Entries must be copied exactly, with nothing left out.
● ● ●
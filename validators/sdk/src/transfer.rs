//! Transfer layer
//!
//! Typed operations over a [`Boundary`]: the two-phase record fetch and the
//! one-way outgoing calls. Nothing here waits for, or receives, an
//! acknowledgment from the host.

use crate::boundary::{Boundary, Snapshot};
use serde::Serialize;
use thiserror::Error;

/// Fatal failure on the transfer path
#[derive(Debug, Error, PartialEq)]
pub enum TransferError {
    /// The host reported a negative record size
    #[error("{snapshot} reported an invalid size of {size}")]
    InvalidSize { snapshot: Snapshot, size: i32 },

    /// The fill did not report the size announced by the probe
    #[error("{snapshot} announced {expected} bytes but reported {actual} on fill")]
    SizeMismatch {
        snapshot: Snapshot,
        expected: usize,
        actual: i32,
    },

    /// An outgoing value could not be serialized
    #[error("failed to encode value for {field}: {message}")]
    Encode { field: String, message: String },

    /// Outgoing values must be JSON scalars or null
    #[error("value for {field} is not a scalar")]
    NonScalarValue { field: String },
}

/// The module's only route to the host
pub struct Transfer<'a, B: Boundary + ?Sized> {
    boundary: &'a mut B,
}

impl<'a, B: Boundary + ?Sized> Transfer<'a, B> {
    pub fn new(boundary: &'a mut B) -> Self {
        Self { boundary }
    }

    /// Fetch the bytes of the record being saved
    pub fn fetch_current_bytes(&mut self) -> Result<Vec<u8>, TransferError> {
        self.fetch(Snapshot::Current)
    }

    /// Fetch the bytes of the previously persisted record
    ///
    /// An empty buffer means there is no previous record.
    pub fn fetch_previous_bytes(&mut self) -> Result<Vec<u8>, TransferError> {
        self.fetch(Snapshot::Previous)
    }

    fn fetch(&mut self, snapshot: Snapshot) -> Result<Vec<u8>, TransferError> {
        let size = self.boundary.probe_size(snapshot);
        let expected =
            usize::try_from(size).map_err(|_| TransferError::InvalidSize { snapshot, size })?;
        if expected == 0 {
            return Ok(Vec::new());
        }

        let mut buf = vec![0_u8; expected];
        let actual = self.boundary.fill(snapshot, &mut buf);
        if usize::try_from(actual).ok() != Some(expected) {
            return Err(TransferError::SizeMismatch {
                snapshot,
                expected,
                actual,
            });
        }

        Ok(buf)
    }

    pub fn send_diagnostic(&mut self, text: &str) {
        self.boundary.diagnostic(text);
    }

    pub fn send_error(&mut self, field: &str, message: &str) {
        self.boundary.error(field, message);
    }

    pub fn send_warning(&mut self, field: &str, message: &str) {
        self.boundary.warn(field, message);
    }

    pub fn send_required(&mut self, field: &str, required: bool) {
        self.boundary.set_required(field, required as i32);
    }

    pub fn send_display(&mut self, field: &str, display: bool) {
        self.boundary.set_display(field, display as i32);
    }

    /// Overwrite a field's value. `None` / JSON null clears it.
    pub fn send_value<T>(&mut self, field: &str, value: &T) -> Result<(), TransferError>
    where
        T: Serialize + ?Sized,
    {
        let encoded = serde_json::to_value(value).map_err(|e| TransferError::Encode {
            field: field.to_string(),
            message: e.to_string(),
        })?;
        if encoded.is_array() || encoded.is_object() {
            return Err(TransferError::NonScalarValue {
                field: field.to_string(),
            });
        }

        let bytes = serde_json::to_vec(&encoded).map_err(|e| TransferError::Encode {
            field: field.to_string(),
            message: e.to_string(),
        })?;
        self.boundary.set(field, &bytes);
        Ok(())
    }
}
● ● ●
REPLY:
filename validators/sdk/src/transfer.rs
//! Transfer layer
//!
//! Typed operations over a [`Boundary`]: the two-phase record fetch and the
//! one-way outgoing calls. Nothing here waits for, or receives, an
//! acknowledgment from the host.

use crate::boundary::{Boundary, Snapshot};
use serde::Serialize;
use thiserror::Error;

/// Fatal failure on the transfer path
#[derive(Debug, Error, PartialEq)]
pub enum TransferError {
    /// The host reported a negative record size
    #[error("{snapshot} reported an invalid size of {size}")]
    InvalidSize { snapshot: Snapshot, size: i32 },

    /// The fill did not report the size announced by the probe
    #[error("{snapshot} announced {expected} bytes but reported {actual} on fill")]
    SizeMismatch {
        snapshot: Snapshot,
        expected: usize,
        actual: i32,
    },

    /// An outgoing value could not be serialized
    #[error("failed to encode value for {field}: {message}")]
    Encode { field: String, message: String },

    /// Outgoing values must be JSON scalars or null
    #[error("value for {field} is not a scalar")]
    NonScalarValue { field: String },
}

/// The module's only route to the host
pub struct Transfer<'a, B: Boundary + ?Sized> {
    boundary: &'a mut B,
}

impl<'a, B: Boundary + ?Sized> Transfer<'a, B> {
    pub fn new(boundary: &'a mut B) -> Self {
        Self { boundary }
    }

    /// Fetch the bytes of the record being saved
    pub fn fetch_current_bytes(&mut self) -> Result<Vec<u8>, TransferError> {
        self.fetch(Snapshot::Current)
    }

    /// Fetch the bytes of the previously persisted record
    ///
    /// An empty buffer means there is no previous record.
    pub fn fetch_previous_bytes(&mut self) -> Result<Vec<u8>, TransferError> {
        self.fetch(Snapshot::Previous)
    }

    fn fetch(&mut self, snapshot: Snapshot) -> Result<Vec<u8>, TransferError> {
        let size = self.boundary.probe_size(snapshot);
        let expected =
            usize::try_from(size).map_err(|_| TransferError::InvalidSize { snapshot, size })?;
        if expected == 0 {
            return Ok(Vec::new());
        }

        let mut buf = vec![0_u8; expected];
        let actual = self.boundary.fill(snapshot, &mut buf);
        if usize::try_from(actual).ok() != Some(expected) {
            return Err(TransferError::SizeMismatch {
                snapshot,
                expected,
                actual,
            });
        }

        Ok(buf)
    }

    pub fn send_diagnostic(&mut self, text: &str) {
        self.boundary.diagnostic(text);
    }

    pub fn send_error(&mut self, field: &str, message: &str) {
        self.boundary.error(field, message);
    }

    pub fn send_warning(&mut self, field: &str, message: &str) {
        self.boundary.warn(field, message);
    }

    pub fn send_required(&mut self, field: &str, required: bool) {
        self.boundary.set_required(field, required as i32);
    }

    pub fn send_display(&mut self, field: &str, display: bool) {
        self.boundary.set_display(field, display as i32);
    }

    /// Overwrite a field's value. `None` / JSON null clears it.
    pub fn send_value<T>(&mut self, field: &str, value: &T) -> Result<(), TransferError>
    where
        T: Serialize + ?Sized,
    {
        let encoded = serde_json::to_value(value).map_err(|e| TransferError::Encode {
            field: field.to_string(),
            message: e.to_string(),
        })?;
        if encoded.is_array() || encoded.is_object() {
            return Err(TransferError::NonScalarValue {
                field: field.to_string(),
            });
        }

        let bytes = serde_json::to_vec(&encoded).map_err(|e| TransferError::Encode {
            field: field.to_string(),
            message: e.to_string(),
        })?;
        self.boundary.set(field, &bytes);
        Ok(())
    }
}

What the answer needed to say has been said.